::: Entries provided

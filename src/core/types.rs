use serde::{Deserialize, Serialize};

/// 像素格式（色度采样方式），三种格式都输出三个平面
#[derive(Debug, Clone, Copy, PartialEq, Eq, Serialize, Deserialize)]
pub enum PixelFormat {
    YUV420P,
    YUV422P,
    YUV444P,
}

impl PixelFormat {
    /// 色度平面的 (水平, 垂直) 下采样位移
    pub fn chroma_shift(&self) -> (u32, u32) {
        match self {
            PixelFormat::YUV420P => (1, 1),
            PixelFormat::YUV422P => (1, 0),
            PixelFormat::YUV444P => (0, 0),
        }
    }

    pub fn as_str(&self) -> &'static str {
        match self {
            PixelFormat::YUV420P => "4:2:0",
            PixelFormat::YUV422P => "4:2:2",
            PixelFormat::YUV444P => "4:4:4",
        }
    }
}

/// 编码端声明的色彩空间
#[derive(Debug, Clone, Copy, PartialEq, Eq, Serialize, Deserialize)]
pub enum ColorSpace {
    Unspecified,
    /// ITU Rec 470M (NTSC)
    Rec470M,
    /// ITU Rec 470BG (PAL)
    Rec470BG,
    Unknown(u32),
}

/// 流的注释头（vendor + 用户注释）
#[derive(Debug, Clone, Default, PartialEq, Eq, Serialize, Deserialize)]
pub struct StreamComments {
    pub vendor: String,
    pub user_comments: Vec<String>,
}

/// 视频流参数，由视频引擎在头部解析完成后给出
#[derive(Debug, Clone, PartialEq, Serialize, Deserialize)]
pub struct VideoInfo {
    /// 编码帧尺寸（16 对齐）
    pub frame_width: u32,
    pub frame_height: u32,
    /// 有效画面区域
    pub pic_width: u32,
    pub pic_height: u32,
    pub pic_x: u32,
    pub pic_y: u32,
    pub fps_numerator: u32,
    pub fps_denominator: u32,
    pub pixel_format: PixelFormat,
    pub color_space: ColorSpace,
    pub comments: StreamComments,
}

impl VideoInfo {
    pub fn fps(&self) -> f64 {
        if self.fps_denominator == 0 {
            0.0
        } else {
            self.fps_numerator as f64 / self.fps_denominator as f64
        }
    }

    /// 单帧时长（秒）
    pub fn frame_duration(&self) -> f64 {
        if self.fps_numerator == 0 {
            0.0
        } else {
            self.fps_denominator as f64 / self.fps_numerator as f64
        }
    }

    /// 输出画面区域 `(x, y, w, h)`：起点向下取偶，终点向上取偶
    ///
    /// 偏移加宽高溢出 `u32` 时返回 None。
    pub fn display_rect(&self) -> Option<(u32, u32, u32, u32)> {
        let x = self.pic_x & !1;
        let y = self.pic_y & !1;
        let right = self.pic_x.checked_add(self.pic_width)?.checked_add(1)? & !1;
        let bottom = self.pic_y.checked_add(self.pic_height)?.checked_add(1)? & !1;
        Some((x, y, right - x, bottom - y))
    }
}

/// 音频流参数
#[derive(Debug, Clone, PartialEq, Serialize, Deserialize)]
pub struct AudioInfo {
    pub channels: u16,
    pub sample_rate: u32,
    pub comments: StreamComments,
}

/// 交给宿主 on_initialize 的音频描述
#[derive(Debug, Clone, Copy, PartialEq, Eq, Serialize, Deserialize)]
pub struct AudioDescriptor {
    pub channels: u16,
    pub sample_rate: u32,
    /// 每块采样帧数（首选块大小）
    pub block_frames: usize,
}

/// 一个像素平面（数据归本结构所有）
#[derive(Debug, Clone, PartialEq, Eq)]
pub struct Plane {
    pub width: u32,
    pub height: u32,
    pub stride: usize,
    pub data: Vec<u8>,
}

impl Plane {
    /// 第 `y` 行的有效像素
    pub fn row(&self, y: usize) -> &[u8] {
        let start = y * self.stride;
        &self.data[start..start + self.width as usize]
    }
}

/// 视频帧数据（Y、Cb、Cr 三个平面）
#[derive(Debug, Clone, PartialEq)]
pub struct VideoFrame {
    pub time: f64,          // 显示时间（秒）
    pub frame_index: u64,
    pub width: u32,
    pub height: u32,
    pub format: PixelFormat,
    pub planes: [Plane; 3],
}

/// 音频块：交错存放的 16bit 采样
#[derive(Debug, Clone, PartialEq, Eq)]
pub struct AudioBlock {
    pub frames: usize,          // 采样帧数
    pub channels: u16,
    pub sample_rate: u32,
    pub play_ms: Option<u64>,   // 相对流起点的播放时间（毫秒）
    pub data: Vec<i16>,
}

impl AudioBlock {
    /// 占用的采样内存（字节）
    pub fn byte_len(&self) -> usize {
        self.data.len() * std::mem::size_of::<i16>()
    }
}

/// 同步状态机的状态
#[derive(Debug, Clone, Copy, PartialEq, Eq, Serialize, Deserialize)]
#[serde(rename_all = "lowercase")]
pub enum PlaybackState {
    Preroll,
    Running,
    Draining,
    Stopped,
}

/// 一次播放会话的统计（播放结束时返回给调用者）
#[derive(Debug, Clone, Default, PartialEq, Serialize, Deserialize)]
pub struct PlaybackStats {
    pub video_frames: u64,
    pub audio_blocks: u64,
    /// 解码完成时已经过了显示时间的帧数
    pub late_frames: u64,
    /// 被丢弃的未识别逻辑流页面
    pub discarded_pages: u64,
    /// 重新同步时跳过的字节数
    pub skipped_bytes: u64,
    /// 是否因 stop() 提前结束
    pub stopped_early: bool,
}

::::::

Task brief
Transcribe the whole listing above exactly, leaving nothing out.

Answer area
filename src/core/types.rs
use serde::{Deserialize, Serialize};

/// 像素格式（色度采样方式），三种格式都输出三个平面
#[derive(Debug, Clone, Copy, PartialEq, Eq, Serialize, Deserialize)]
pub enum PixelFormat {
    YUV420P,
    YUV422P,
    YUV444P,
}

impl PixelFormat {
    /// 色度平面的 (水平, 垂直) 下采样位移
    pub fn chroma_shift(&self) -> (u32, u32) {
        match self {
            PixelFormat::YUV420P => (1, 1),
            PixelFormat::YUV422P => (1, 0),
            PixelFormat::YUV444P => (0, 0),
        }
    }

    pub fn as_str(&self) -> &'static str {
        match self {
            PixelFormat::YUV420P => "4:2:0",
            PixelFormat::YUV422P => "4:2:2",
            PixelFormat::YUV444P => "4:4:4",
        }
    }
}

/// 编码端声明的色彩空间
#[derive(Debug, Clone, Copy, PartialEq, Eq, Serialize, Deserialize)]
pub enum ColorSpace {
    Unspecified,
    /// ITU Rec 470M (NTSC)
    Rec470M,
    /// ITU Rec 470BG (PAL)
    Rec470BG,
    Unknown(u32),
}

/// 流的注释头（vendor + 用户注释）
#[derive(Debug, Clone, Default, PartialEq, Eq, Serialize, Deserialize)]
pub struct StreamComments {
    pub vendor: String,
    pub user_comments: Vec<String>,
}

/// 视频流参数，由视频引擎在头部解析完成后给出
#[derive(Debug, Clone, PartialEq, Serialize, Deserialize)]
pub struct VideoInfo {
    /// 编码帧尺寸（16 对齐）
    pub frame_width: u32,
    pub frame_height: u32,
    /// 有效画面区域
    pub pic_width: u32,
    pub pic_height: u32,
    pub pic_x: u32,
    pub pic_y: u32,
    pub fps_numerator: u32,
    pub fps_denominator: u32,
    pub pixel_format: PixelFormat,
    pub color_space: ColorSpace,
    pub comments: StreamComments,
}

impl VideoInfo {
    pub fn fps(&self) -> f64 {
        if self.fps_denominator == 0 {
            0.0
        } else {
            self.fps_numerator as f64 / self.fps_denominator as f64
        }
    }

    /// 单帧时长（秒）
    pub fn frame_duration(&self) -> f64 {
        if self.fps_numerator == 0 {
            0.0
        } else {
            self.fps_denominator as f64 / self.fps_numerator as f64
        }
    }

    /// 输出画面区域 `(x, y, w, h)`：起点向下取偶，终点向上取偶
    ///
    /// 偏移加宽高溢出 `u32` 时返回 None。
    pub fn display_rect(&self) -> Option<(u32, u32, u32, u32)> {
        let x = self.pic_x & !1;
        let y = self.pic_y & !1;
        let right = self.pic_x.checked_add(self.pic_width)?.checked_add(1)? & !1;
        let bottom = self.pic_y.checked_add(self.pic_height)?.checked_add(1)? & !1;
        Some((x, y, right - x, bottom - y))
    }
}

/// 音频流参数
#[derive(Debug, Clone, PartialEq, Serialize, Deserialize)]
pub struct AudioInfo {
    pub channels: u16,
    pub sample_rate: u32,
    pub comments: StreamComments,
}

/// 交给宿主 on_initialize 的音频描述
#[derive(Debug, Clone, Copy, PartialEq, Eq, Serialize, Deserialize)]
pub struct AudioDescriptor {
    pub channels: u16,
    pub sample_rate: u32,
    /// 每块采样帧数（首选块大小）
    pub block_frames: usize,
}

/// 一个像素平面（数据归本结构所有）
#[derive(Debug, Clone, PartialEq, Eq)]
pub struct Plane {
    pub width: u32,
    pub height: u32,
    pub stride: usize,
    pub data: Vec<u8>,
}

impl Plane {
    /// 第 `y` 行的有效像素
    pub fn row(&self, y: usize) -> &[u8] {
        let start = y * self.stride;
        &self.data[start..start + self.width as usize]
    }
}

/// 视频帧数据（Y、Cb、Cr 三个平面）
#[derive(Debug, Clone, PartialEq)]
pub struct VideoFrame {
    pub time: f64,          // 显示时间（秒）
    pub frame_index: u64,
    pub width: u32,
    pub height: u32,
    pub format: PixelFormat,
    pub planes: [Plane; 3],
}

/// 音频块：交错存放的 16bit 采样
#[derive(Debug, Clone, PartialEq, Eq)]
pub struct AudioBlock {
    pub frames: usize,          // 采样帧数
    pub channels: u16,
    pub sample_rate: u32,
    pub play_ms: Option<u64>,   // 相对流起点的播放时间（毫秒）
    pub data: Vec<i16>,
}

impl AudioBlock {
    /// 占用的采样内存（字节）
    pub fn byte_len(&self) -> usize {
        self.data.len() * std::mem::size_of::<i16>()
    }
}

/// 同步状态机的状态
#[derive(Debug, Clone, Copy, PartialEq, Eq, Serialize, Deserialize)]
#[serde(rename_all = "lowercase")]
pub enum PlaybackState {
    Preroll,
    Running,
    Draining,
    Stopped,
}

/// 一次播放会话的统计（播放结束时返回给调用者）
#[derive(Debug, Clone, Default, PartialEq, Serialize, Deserialize)]
pub struct PlaybackStats {
    pub video_frames: u64,
    pub audio_blocks: u64,
    /// 解码完成时已经过了显示时间的帧数
    pub late_frames: u64,
    /// 被丢弃的未识别逻辑流页面
    pub discarded_pages: u64,
    /// 重新同步时跳过的字节数
    pub skipped_bytes: u64,
    /// 是否因 stop() 提前结束
    pub stopped_early: bool,
}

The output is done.